My Heart Hurts and I Can’t Take It
When you break up with someone, it hurts. It doesn’t just hurt emotionally, but physically. You often hear people talk about how their heart is broken, or the pain of heartbreak. Breakups don’t just heart emotionally, but they can hurt your body. We can feel emotional pain in different parts of our bodies, including the heart. You find yourself saying “my heart hurts.” And it feels devastating. You feel like you can’t take the emotional and physical pain from the breakup. What’s happening to you?
The science of love
When you fall in love, certain happy chemicals are released. During the phase of attraction, you’ll feel surges of dopamine and norepinephrine in the initial stages when you’re dating someone. When things get more intense, different chemicals are activated. Serotonin levels increase and finally when you’re developing an attachment to your partner, the brain’s hypothalamus releases oxytocin. Oxytocin is the “love hormone.” It’s released during sex, and also comes out of a mother’s hormones during childbirth. It’s a hormone that promotes attachment. Vasopressin is another hormone that is released when partners have long-term commitments. Scientists have discovered it in connection with long-term relationships.
When people break up their hormones crash
When you break up with someone, your brain feels deprived of a reward it’s been getting for a long time. When you were in a relationship, you were getting hits of dopamine from being with your partner, and oxytocin made you feel secure and stable. Now that the relationship is over, your mind is hurting for those happy chemicals. You keep looking at pictures of your ex on your phone, listening to songs that remind you of them, and your heart is hurting. One of the reasons that your heart aches so much is because your brain wants to replace what it lost. But, it can’t because your ex is gone. In some ways it’s similar someone who is addicted to drugs or alcohol who gets sober but still craves the taste of their substance of choice. It’s not easy to get over a breakup, and science confirms this!

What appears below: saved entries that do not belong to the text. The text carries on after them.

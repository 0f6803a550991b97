//! Smith Manoeuvre CLI
//!
//! Runs a scenario file day by day, or sweeps a set of variations in parallel

use anyhow::{Context, Result};
use clap::{Parser, Subcommand};
use smith_manoeuvre::config::{load_variations, DEFAULT_SCENARIO_PATH};
use smith_manoeuvre::scenario::write_sweep_csv;
use smith_manoeuvre::simulation::export::write_ledger_csv_path;
use smith_manoeuvre::simulation::Termination;
use smith_manoeuvre::ScenarioRunner;
use std::fs::File;
use std::path::PathBuf;
use std::time::Instant;

#[derive(Parser)]
#[command(name = "smith_manoeuvre", version, about = "Smith Manoeuvre mortgage/HELOC simulator")]
struct Cli {
    #[command(subcommand)]
    command: Command,
}

#[derive(Subcommand)]
enum Command {
    /// Simulate one scenario and write its ledger
    Run {
        /// Scenario JSON file
        #[arg(short, long, default_value = DEFAULT_SCENARIO_PATH)]
        config: PathBuf,

        /// Ledger CSV output
        #[arg(short, long, default_value = "ledger_output.csv")]
        output: PathBuf,

        /// Override the number of simulated days
        #[arg(long)]
        steps: Option<u32>,
    },

    /// Run every row of a variations CSV against a base scenario
    Sweep {
        /// Base scenario JSON file
        #[arg(short, long, default_value = DEFAULT_SCENARIO_PATH)]
        config: PathBuf,

        /// Variations CSV, one row per run
        #[arg(short, long)]
        variations: PathBuf,

        /// Summary CSV output
        #[arg(short, long, default_value = "sweep_output.csv")]
        output: PathBuf,
    },
}

fn main() -> Result<()> {
    env_logger::init();
    let cli = Cli::parse();

    match cli.command {
        Command::Run { config, output, steps } => run(config, output, steps),
        Command::Sweep { config, variations, output } => sweep(config, variations, output),
    }
}

fn run(config: PathBuf, output: PathBuf, steps: Option<u32>) -> Result<()> {
    let runner = ScenarioRunner::from_path(&config)
        .with_context(|| format!("loading scenario {}", config.display()))?;
    let scenario = runner.scenario();

    println!("Smith Manoeuvre v{}", env!("CARGO_PKG_VERSION"));
    println!("======================\n");
    println!("Mortgage:");
    println!("  Principal: ${:.2}", scenario.mortgage.principal);
    println!("  Available Equity: ${:.2}", scenario.mortgage.available_equity);
    println!("  Rate: {:.2}%  HELOC Rate: {:.2}%", scenario.mortgage.interest_rate_pct, scenario.mortgage.heloc_interest_rate_pct);
    println!("  Frequency: {}", scenario.mortgage.payment_frequency);
    println!("Investment:");
    println!("  Opening Draw: ${:.2}", scenario.initial_heloc_draw);
    println!("  Dividend Yield: {:.2}% ({})", scenario.investment.dividend_yield_pct, scenario.investment.dividend_frequency);
    println!();

    let start = Instant::now();
    let result = match steps {
        Some(n) => runner.run_for(n),
        None => runner.run(),
    }
    .context("simulation failed")?;
    println!("Simulated in {:?}", start.elapsed());

    println!("{:>10} {:>12} {:>12} {:>14} {:>12} {:>14} {:>10} {:>10}",
        "Date", "Interest", "Principal", "Remaining", "HELOC Int", "Investments", "Dividends", "Cash");
    println!("{}", "-".repeat(102));
    for row in result.rows.iter().take(24) {
        println!("{:>10} {:>12.2} {:>12.2} {:>14.2} {:>12.2} {:>14.2} {:>10.2} {:>10.2}",
            row.date.to_string(),
            row.mortgage_interest_paid,
            row.mortgage_principal_paid + row.prepayment,
            row.mortgage_principal_remaining,
            row.heloc_interest_capitalized,
            row.investment_balance,
            row.dividends_collected,
            row.cash_out_of_pocket,
        );
    }
    if result.rows.len() > 24 {
        println!("... ({} more rows)", result.rows.len() - 24);
    }

    write_ledger_csv_path(&output, &result.rows)
        .with_context(|| format!("writing ledger {}", output.display()))?;
    println!("\nFull ledger written to: {}", output.display());

    let summary = result.summary();
    println!("\nSummary:");
    println!("  Ledger Rows: {}", summary.ledger_rows);
    println!("  Mortgage Interest: ${:.2}", summary.total_mortgage_interest);
    println!("  Scheduled Principal: ${:.2}", summary.total_scheduled_principal);
    println!("  Prepayments: ${:.2}", summary.total_prepayments);
    println!("  HELOC Interest: ${:.2}", summary.total_heloc_interest);
    println!("  Dividends: ${:.2}", summary.total_dividends);
    println!("  Tax Refunds: ${:.2}", summary.total_tax_refunds);
    println!("  Max Out of Pocket: ${:.2}", summary.max_out_of_pocket);
    println!("  Final Principal: ${:.2}", summary.final_principal);
    println!("  Final HELOC Balance: ${:.2}", summary.final_heloc_balance);
    println!("  Final Investments: ${:.2}", summary.final_investment_balance);
    match result.termination {
        Termination::PaidOff(date) => println!("  Paid off: {}", date),
        Termination::HorizonReached => println!("  Horizon reached"),
    }

    Ok(())
}

fn sweep(config: PathBuf, variations_path: PathBuf, output: PathBuf) -> Result<()> {
    let runner = ScenarioRunner::from_path(&config)
        .with_context(|| format!("loading scenario {}", config.display()))?;
    let variations = load_variations(&variations_path)
        .with_context(|| format!("loading variations {}", variations_path.display()))?;

    println!("Running {} variations...", variations.len());
    let start = Instant::now();
    let outcomes = runner.run_sweep(&variations);
    println!("Sweep complete in {:?}", start.elapsed());

    println!("{:<20} {:>12} {:>14} {:>14} {:>12}",
        "Label", "Paid Off", "Principal", "Investments", "Dividends");
    println!("{}", "-".repeat(76));
    for outcome in &outcomes {
        match &outcome.summary {
            Ok(s) => println!("{:<20} {:>12} {:>14.2} {:>14.2} {:>12.2}",
                outcome.label,
                s.paid_off.map(|d| d.to_string()).unwrap_or_else(|| "-".to_string()),
                s.final_principal,
                s.final_investment_balance,
                s.total_dividends,
            ),
            Err(e) => println!("{:<20} failed: {}", outcome.label, e),
        }
    }

    let file = File::create(&output)
        .with_context(|| format!("creating {}", output.display()))?;
    write_sweep_csv(file, &outcomes)
        .with_context(|| format!("writing sweep summary {}", output.display()))?;
    println!("\nSweep summary written to: {}", output.display());

    Ok(())
}
//! HELOC credit limit rules

use serde::{Deserialize, Serialize};

/// Loan-to-value cap applied to home equity by default
pub const DEFAULT_LOAN_TO_VALUE: f64 = 0.8;

/// How the re-advanceable HELOC limit is derived from equity and principal
///
/// Either way the limit rises one-for-one with principal repaid.
#[derive(Debug, Clone, Copy, PartialEq, Serialize, Deserialize)]
#[serde(rename_all = "kebab-case")]
pub enum CreditLimitRule {
    /// `equity - principal`
    FullEquity,
    /// `ratio * equity - principal`
    LoanToValue(f64),
}

impl CreditLimitRule {
    /// Unrounded limit for the given equity and outstanding principal
    pub fn limit(&self, available_equity: f64, principal: f64) -> f64 {
        match self {
            CreditLimitRule::FullEquity => available_equity - principal,
            CreditLimitRule::LoanToValue(ratio) => available_equity * ratio - principal,
        }
    }
}

impl Default for CreditLimitRule {
    fn default() -> Self {
        CreditLimitRule::LoanToValue(DEFAULT_LOAN_TO_VALUE)
    }
}

#[cfg(test)]
mod tests {
    use super::*;

    #[test]
    fn test_limit_rules() {
        assert_eq!(CreditLimitRule::FullEquity.limit(625_000.0, 500_000.0), 125_000.0);
        assert_eq!(CreditLimitRule::default().limit(800_000.0, 500_000.0), 140_000.0);
        assert_eq!(CreditLimitRule::LoanToValue(0.65).limit(1_000_000.0, 600_000.0), 50_000.0);
    }

    #[test]
    fn test_rule_deserializes_from_json() {
        let rule: CreditLimitRule = serde_json::from_str("\"full-equity\"").unwrap();
        assert_eq!(rule, CreditLimitRule::FullEquity);
        let rule: CreditLimitRule = serde_json::from_str("{\"loan-to-value\": 0.75}").unwrap();
        assert_eq!(rule, CreditLimitRule::LoanToValue(0.75));
    }
}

But I want to stop hurting
Your heart will stop hurting with time, and I promise you that. But, it won’t be easy. You need to take some difficult steps to get over your ex.
- No contact — One thing that will help you is to stop talking to that person. If you have no contact with them, you’ll be reminded of them less, and you can stop wanting what you can’t have. If you have to work with your ex, limit the relationship to talking about work only.
- Distraction — Distract yourself by seeing friends, getting out of the house, taking a class, exercising, or keeping busy with something you love to do. You can still feel your feelings, but doing other things to keep your mind off of the hurt helps.
- Feel your feelings — Write down what you’re experiencing in a journal, feel your emotions, talk to a therapist about what you’re experiencing. You don’t have to hurt alone.
Therapy can help
It’s painful to get through a breakup alone, and you don’t have to do that! You can speak to a therapist about your pain. Yes, your heart hurts, and that pain is real and valid. So, talk to a therapist about it. Whether you work with a therapist in your local area or find an online counselor, there’s help. Online counseling is an excellent form of treatment to help you cope with the pain from a breakup. You can meet with a therapist in the privacy of your home or wherever you feel the most comfortable. You can get through this with the support of a mental health professional. With time this pain will pass, and you will heal.